If you are ready to tackle native plants that are more finicky in their needs, read these tips on germination.

Some are really finicky, but for the most part, the main requirement is winter, from one to three months' worth. It’s not too late, even for the seeds that need 90 days of cold treatment (many require only 30-60 days). You create winter either by placing the seed in a growing medium in a plastic bag in in the refrigerator, or by seeding into pots that you place outside right now.

This year, I have adopted Robert Pavlis’s method of fashioning incubators from plastic jugs. He cuts the jug in half, makes drainage holes, fills the bottom with potting mix, adds seed, and covers it with the top half, minus the lid.
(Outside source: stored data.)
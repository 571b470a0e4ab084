use axum::{extract::State, routing::get, Json, Router};

use crate::dto::ApiResponse;
use crate::models::{FleetMetrics, MonthlyRollupRow};
use crate::state::AppState;
use crate::utils::errors::AppError;

pub fn create_analytics_router() -> Router<AppState> {
    Router::new()
        .route("/fleet", get(fleet_metrics))
        .route("/monthly", get(monthly_rollup))
}

async fn fleet_metrics(State(state): State<AppState>) -> Result<Json<ApiResponse<FleetMetrics>>, AppError> {
    Ok(Json(ApiResponse::success(state.analytics.fleet_metrics().await)))
}

async fn monthly_rollup(
    State(state): State<AppState>,
) -> Result<Json<ApiResponse<Vec<MonthlyRollupRow>>>, AppError> {
    Ok(Json(ApiResponse::success(state.analytics.monthly_rollup().await)))
}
The advantage is moisture retention and some measure of protection against mice and squirrels that like to dig through the pots and filch the seed.

Here’s a video on the plastic jug method, and here's another on the fridge method – for which he uses paper towels as a growing medium. Both work.

Where to get the seed? I have a list of seed that I have gathered here in Huronia, and Wildflower Farm is another local source. Local seed is preferable (your own seed is best!), because it has the genetics of plants adapted to conditions in this area. I am also a big fan of Gardens North (which sells both native and non-native seed).

There's a lot of contradictory advice online on methods of getting different seeds to germinate. I find the Ontario Rock Garden Society to be the most reliable.